Lernen ist nicht angenehm, lernen tut weh.
Autor: unbekannt
Herkunft
Die prägnante Sentenz "Lernen ist nicht angenehm, lernen tut weh" stammt aus dem Werk "Die Blechtrommel" von Günter Grass. Sie erscheint im zweiten Buch, als der Protagonist Oskar Matzerath seine bewusste Entscheidung beschreibt, das Wachstum einzustellen. In diesem Kontext ist das Lernen kein positiver, erhellender Prozess, sondern ein schmerzhafter Akt der Abgrenzung und der bewussten Verweigerung gegenüber der Welt der Erwachsenen. Die Aussage ist somit tief in der spezifischen Erzählperspektive und der grotesken Weltsicht des Romans verwurzelt.
Bedeutungsanalyse
Die Redewendung stellt eine radikale und bewusst provokante Umdeutung des Lernbegriffs dar. Wörtlich genommen behauptet sie, dass der Vorgang des Lernens mit physischem oder emotionalem Schmerz verbunden ist. Übertragen bedeutet sie, dass wahrhaftiges Lernen, das zu echter Veränderung oder Erkenntnis führt, unbequem ist. Es erfordert, lieb gewonnene Gewissheiten aufzugeben, sich mit unangenehmen Wahrheiten auseinanderzusetzen und die eigene Komfortzone zu verlassen. Ein typisches Missverständnis wäre, die Aussage als pauschale Verurteilung von Bildung zu lesen. Vielmehr kritisiert sie eine oberflächliche, schmerzfreie Wissensaneignung und betont den fordernden, transformativen Kern tiefgreifenden Lernens. Es geht um den schmerzhaften, aber notwendigen Prozess des Wachstums durch Überwindung.
Relevanz heute
Die Aussage ist heute vielleicht relevanter denn je. In einer Kultur, die "Easy Learning", mühelose Online-Kurse und sofortige Wissensbefriedigung feiert, wirkt diese Redewendung als notwendiges Korrektiv. Sie erinnert daran, dass bedeutsame Kompetenzen – ob eine neue Sprache, ein Musikinstrument oder kritisches Denken – Durchhaltevermögen und die Überwindung von Frustration erfordern. In Diskussionen über persönliche Entwicklung, Change-Management in Unternehmen oder gesellschaftliche Lernprozesse (etwa im Umgang mit historischer Schuld oder der Klimakrise) wird oft genau dieser schmerzhafte Aspekt des "Umlernens" thematisiert. Die Redewendung fasst diesen unbequemen Wahrheitsgehalt prägnant zusammen.
Praktische Verwendbarkeit
Diese pointierte Formulierung eignet sich besonders für Kontexte, in denen die Mühen eines Prozesses betont oder eine romantisierte Lernvorstellung dekonstruiert werden soll. Sie ist weniger für eine feierliche Trauerrede geeignet, kann aber in einem lockeren Vortrag, einem anspruchsvollen Blogbeitrag oder einem motivierenden Coachingsgespräch perfekt sitzen.

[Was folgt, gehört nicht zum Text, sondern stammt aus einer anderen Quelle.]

//! FK (frequency-wavenumber) power spectra and FK request inputs

use super::channel_segment::Waveform;
use seis_common::config::FrequencyBandConfig;
use serde::{Deserialize, Serialize};

/// Scalar attributes of one FK spectrum
#[derive(Debug, Clone, Copy, Default, PartialEq, Serialize, Deserialize)]
#[serde(rename_all = "camelCase")]
pub struct FkAttributes {
    #[serde(default)]
    pub peak_f_stat: f64,
    #[serde(default)]
    pub azimuth: f64,
    #[serde(default)]
    pub slowness: f64,
    #[serde(default)]
    pub azimuth_uncertainty: f64,
    #[serde(default)]
    pub slowness_uncertainty: f64,
}

/// One spectrum: power and F-statistic grids over the slowness plane
#[derive(Debug, Clone, PartialEq, Serialize, Deserialize)]
#[serde(rename_all = "camelCase")]
pub struct FkPowerSpectrum {
    pub power: Vec<Vec<f64>>,
    pub fstat: Vec<Vec<f64>>,
    pub quality: i32,
    pub attributes: FkAttributes,
}

/// A channel allowed (or not) to contribute to an FK
#[derive(Debug, Clone, PartialEq, Eq, Serialize, Deserialize)]
#[serde(rename_all = "camelCase")]
pub struct ContributingChannel {
    pub id: String,
    pub name: String,
    pub enabled: bool,
}

/// Analyst-facing FK configuration
#[derive(Debug, Clone, PartialEq, Serialize, Deserialize)]
#[serde(rename_all = "camelCase")]
pub struct FkConfiguration {
    pub contributing_channels_configuration: Vec<ContributingChannel>,
    /// Maximum slowness in s/deg
    pub maximum_slowness: f64,
    /// km/s
    pub medium_velocity: f64,
    pub normalize_waveforms: bool,
    pub number_of_points: f64,
    pub use_channel_vertical_offset: bool,
    pub lead_fk_spectrum_seconds: f64,
}

impl Default for FkConfiguration {
    fn default() -> Self {
        Self {
            contributing_channels_configuration: Vec::new(),
            maximum_slowness: 40.0,
            medium_velocity: 1.0,
            normalize_waveforms: false,
            number_of_points: 81.0,
            use_channel_vertical_offset: false,
            lead_fk_spectrum_seconds: 1.0,
        }
    }
}

/// Per-spectrum scalar series for plotting
#[derive(Debug, Clone, PartialEq, Serialize, Deserialize)]
#[serde(rename_all = "camelCase")]
pub struct FstatData {
    pub azimuth_wf: Waveform,
    pub slowness_wf: Waveform,
    pub fstat_wf: Waveform,
}

/// FK spectra timeseries: one spectrum per step
#[derive(Debug, Clone, PartialEq, Serialize, Deserialize)]
#[serde(rename_all = "camelCase")]
pub struct FkPowerSpectra {
    pub start_time: f64,
    pub sample_rate: f64,
    pub sample_count: usize,
    pub window_lead: f64,
    pub window_length: f64,
    pub step_size: f64,
    pub phase_type: String,
    pub low_frequency: f64,
    pub high_frequency: f64,
    pub x_slow_start: f64,
    pub x_slow_delta: f64,
    pub x_slow_count: usize,
    pub y_slow_start: f64,
    pub y_slow_delta: f64,
    pub y_slow_count: usize,
    pub reviewed: bool,
    pub spectrums: Vec<FkPowerSpectrum>,
    /// Index into `spectrums` of the representative spectrum
    pub lead_spectrum_index: Option<usize>,
    pub fstat_data: Option<FstatData>,
    pub configuration: FkConfiguration,
}

impl FkPowerSpectra {
    pub fn lead_spectrum(&self) -> Option<&FkPowerSpectrum> {
        self.lead_spectrum_index.and_then(|i| self.spectrums.get(i))
    }

    /// Index of the spectrum nearest `arrival_time - lead_fk_spectrum_seconds`
    ///
    /// The target time is clamped to the series start and the index to
    /// the last spectrum. `None` when there are no spectra.
    pub fn lead_index_for_arrival(&self, arrival_time: f64) -> Option<usize> {
        if self.spectrums.is_empty() {
            return None;
        }
        let lead_time =
            (arrival_time - self.configuration.lead_fk_spectrum_seconds).max(self.start_time);

        let rate = if self.step_size > 0.0 {
            1.0 / self.step_size
        } else {
            self.sample_rate
        };
        let position = ((lead_time - self.start_time) * rate).round();
        let last = self.spectrums.len() - 1;
        if !position.is_finite() || position <= 0.0 {
            return Some(0);
        }
        Some((position as usize).min(last))
    }

    /// Select and record the lead spectrum for an arrival
    pub fn select_lead_spectrum(&mut self, arrival_time: f64) -> Option<&FkPowerSpectrum> {
        self.lead_spectrum_index = self.lead_index_for_arrival(arrival_time);
        self.lead_spectrum()
    }

    /// Derive azimuth, slowness and F-statistic series, one value per spectrum
    pub fn plot_data(&self) -> FstatData {
        let series = |pick: fn(&FkAttributes) -> f64| Waveform {
            start_time: self.start_time + self.window_lead,
            sample_rate: self.sample_rate,
            sample_count: self.spectrums.len(),
            values: self.spectrums.iter().map(|s| pick(&s.attributes)).collect(),
        };
        FstatData {
            azimuth_wf: series(|a| a.azimuth),
            slowness_wf: series(|a| a.slowness),
            fstat_wf: series(|a| a.peak_f_stat),
        }
    }
}

/// Frequency band in Hz
#[derive(Debug, Clone, Copy, PartialEq, Serialize, Deserialize)]
#[serde(rename_all = "camelCase")]
pub struct FrequencyBand {
    pub min_frequency_hz: f64,
    pub max_frequency_hz: f64,
}

impl From<FrequencyBandConfig> for FrequencyBand {
    fn from(band: FrequencyBandConfig) -> Self {
        Self {
            min_frequency_hz: band.min_frequency_hz,
            max_frequency_hz: band.max_frequency_hz,
        }
    }
}

/// FK window parameters, seconds
#[derive(Debug, Clone, PartialEq, Serialize, Deserialize)]
#[serde(rename_all = "camelCase")]
pub struct WindowParameters {
    #[serde(default)]
    pub window_type: Option<String>,
    pub lead_seconds: f64,
    pub length_seconds: f64,
    pub step_size: f64,
}

/// Caller request to compute an FK for a signal detection
#[derive(Debug, Clone, PartialEq, Serialize, Deserialize)]
#[serde(rename_all = "camelCase")]
pub struct FkInput {
    pub station_id: String,
    pub signal_detection_id: String,
    pub phase: String,
    pub frequency_band: FrequencyBand,
    pub window_params: WindowParameters,
    pub configuration: FkConfiguration,
}

/// Single-spectrum FK for one frequency band
#[derive(Debug, Clone, PartialEq, Serialize, Deserialize)]
#[serde(rename_all = "camelCase")]
pub struct FkFrequencyThumbnail {
    pub frequency_band: FrequencyBand,
    pub fk_spectra: FkPowerSpectra,
}

#[derive(Debug, Clone, PartialEq, Serialize, Deserialize)]
#[serde(rename_all = "camelCase")]
pub struct FkFrequencyThumbnailBySdId {
    pub signal_detection_id: String,
    pub fk_frequency_thumbnails: Vec<FkFrequencyThumbnail>,
}

#[derive(Debug, Clone, PartialEq, Serialize, Deserialize)]
#[serde(rename_all = "camelCase")]
pub struct MarkFksReviewedInput {
    pub signal_detection_ids: Vec<String>,
    pub reviewed: bool,
}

Sie wirkt salopp oder zu hart, wenn sie gegenüber jemandem verwendet wird, der gerade akut mit Lernschwierigkeiten kämpft. Dann könnte sie als unsensible Verhöhnung wirken. Ihr idealer Einsatzort ist die reflektierende oder allgemein-diskutierende Ebene.
Gelungene Anwendungsbeispiele wären:
- In einem Vortrag zur Unternehmenskultur: "Die digitale Transformation verlangt uns allen viel ab. Wie Günter Grass schon in der Blechtrommel sagte: 'Lernen ist nicht angenehm, lernen tut weh.' Diesen Schmerz des Verlernens und Neulernens müssen wir gemeinsam aushalten."
- In einem Artikel über persönliches Wachstum: "Wer sich wirklich weiterentwickeln möchte, kommt um eine einfache Wahrheit nicht herum: Lernen ist nicht angenehm, lernen tut weh. Der Weg zu neuen Einsichten führt zwangsläufig durch das Tal der eigenen Unzulänglichkeiten."
- Im Gespräch unter Kollegen, die eine neue Software einführen: "Ja, das neue System ist gewöhnungsbedürftig und nervt erstmal. Aber es ist wie mit allem Neuen – lernen tut weh, bevor es Erleichterung bringt."